**Data in this exercise:**
*** Block opens ***

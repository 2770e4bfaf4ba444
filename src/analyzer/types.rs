//! Core types for request aggregation.
//!
//! These types identify manifest documents and carry the per-manifest and
//! grand-total results of an aggregation run.

use super::resources::ResourceMap;
use crate::error::RequestsError;
use serde::{Serialize, Serializer};
use std::fmt;
use std::path::{Path, PathBuf};

// ============================================================================
// Workload Kind
// ============================================================================

/// Workload kinds whose requests are aggregated.
#[derive(Debug, Clone, Copy, PartialEq, Eq, Hash, Serialize)]
pub enum WorkloadKind {
    Deployment,
    Pod,
    Job,
}

impl WorkloadKind {
    /// Parse a manifest `kind` field (case-sensitive, as Kubernetes does).
    pub fn parse(kind: &str) -> Option<Self> {
        match kind {
            "Deployment" => Some(Self::Deployment),
            "Pod" => Some(Self::Pod),
            "Job" => Some(Self::Job),
            _ => None,
        }
    }

    /// The manifest `kind` string.
    pub fn as_str(&self) -> &'static str {
        match self {
            Self::Deployment => "Deployment",
            Self::Pod => "Pod",
            Self::Job => "Job",
        }
    }
}

impl fmt::Display for WorkloadKind {
    fn fmt(&self, f: &mut fmt::Formatter<'_>) -> fmt::Result {
        f.write_str(self.as_str())
    }
}

// ============================================================================
// Source Identifier
// ============================================================================

/// Locates one YAML document inside one input file.
#[derive(Debug, Clone, PartialEq, Eq, Hash)]
pub struct SourceId {
    /// File the document was read from.
    pub path: PathBuf,
    /// Zero-based position among the file's non-empty documents.
    pub document: usize,
    /// Number of non-empty documents in the file.
    pub documents_in_file: usize,
}

impl SourceId {
    /// Identifier for a document of a file.
    pub fn new(path: impl Into<PathBuf>, document: usize, documents_in_file: usize) -> Self {
        Self {
            path: path.into(),
            document,
            documents_in_file,
        }
    }

    /// Identifier for content that is a single document.
    pub fn single(path: impl Into<PathBuf>) -> Self {
        Self::new(path, 0, 1)
    }

    pub fn path(&self) -> &Path {
        &self.path
    }
}

impl fmt::Display for SourceId {
    fn fmt(&self, f: &mut fmt::Formatter<'_>) -> fmt::Result {
        if self.documents_in_file > 1 {
            write!(f, "{}[#{}]", self.path.display(), self.document + 1)
        } else {
            write!(f, "{}", self.path.display())
        }
    }
}

impl Serialize for SourceId {
    fn serialize<S: Serializer>(&self, serializer: S) -> Result<S::Ok, S::Error> {
        serializer.collect_str(self)
    }
}

// ============================================================================
// Documents and Records
// ============================================================================

/// Raw text of one manifest document.
#[derive(Debug, Clone)]
pub struct ManifestDocument {
    pub source: SourceId,
    pub content: String,
}

impl ManifestDocument {
    pub fn new(source: SourceId, content: impl Into<String>) -> Self {
        Self {
            source,
            content: content.into(),
        }
    }
}

/// Requests of one workload manifest, already multiplied by its factor.
#[derive(Debug, Clone, PartialEq, Serialize)]
pub struct ManifestRecord {
    pub kind: WorkloadKind,
    #[serde(rename = "apiVersion", skip_serializing_if = "Option::is_none")]
    pub api_version: Option<String>,
    pub namespace: Option<String>,
    pub name: Option<String>,
    pub source: SourceId,
    /// Replica count or parallelism the pod template was multiplied by.
    pub factor: u32,
    pub requests: ResourceMap,
}

impl ManifestRecord {
    /// `namespace/name`, with empty parts for missing metadata.
    pub fn object_name(&self) -> String {
        format!(
            "{}/{}",
            self.namespace.as_deref().unwrap_or_default(),
            self.name.as_deref().unwrap_or_default()
        )
    }
}

// ============================================================================
// Aggregation Result
// ============================================================================

/// Outcome of an aggregation run.
#[derive(Debug, Default, Serialize)]
pub struct AggregationResult {
    /// Contributing manifests, in discovery order.
    pub records: Vec<ManifestRecord>,
    /// Key-wise sum of every record's requests.
    pub total: ResourceMap,
    /// Documents or files that could not be processed.
    #[serde(serialize_with = "serialize_failures")]
    pub failures: Vec<RequestsError>,
}

impl AggregationResult {
    /// Check whether any document failed.
    pub fn has_failures(&self) -> bool {
        !self.failures.is_empty()
    }
}

fn serialize_failures<S: Serializer>(
    failures: &[RequestsError],
    serializer: S,
) -> Result<S::Ok, S::Error> {
    serializer.collect_seq(failures.iter().map(ToString::to_string))
}

#[cfg(test)]
mod tests {
    use super::*;

    #[test]
    fn test_kind_parse() {
        assert_eq!(WorkloadKind::parse("Deployment"), Some(WorkloadKind::Deployment));
        assert_eq!(WorkloadKind::parse("Job"), Some(WorkloadKind::Job));
        assert_eq!(WorkloadKind::parse("pod"), None);
        assert_eq!(WorkloadKind::parse("Service"), None);
    }

    #[test]
    fn test_source_id_display() {
        assert_eq!(SourceId::single("a/b.yaml").to_string(), "a/b.yaml");
        assert_eq!(SourceId::new("a/b.yaml", 1, 3).to_string(), "a/b.yaml[#2]");
    }
}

*** Block closes ***

**Problem:**
Pull every line with the string "PathBuf" out of the material.

**Solution for this problem:**
use std::path::{Path, PathBuf};
    pub path: PathBuf,
    pub fn new(path: impl Into<PathBuf>, document: usize, documents_in_file: usize) -> Self {
    pub fn single(path: impl Into<PathBuf>) -> Self {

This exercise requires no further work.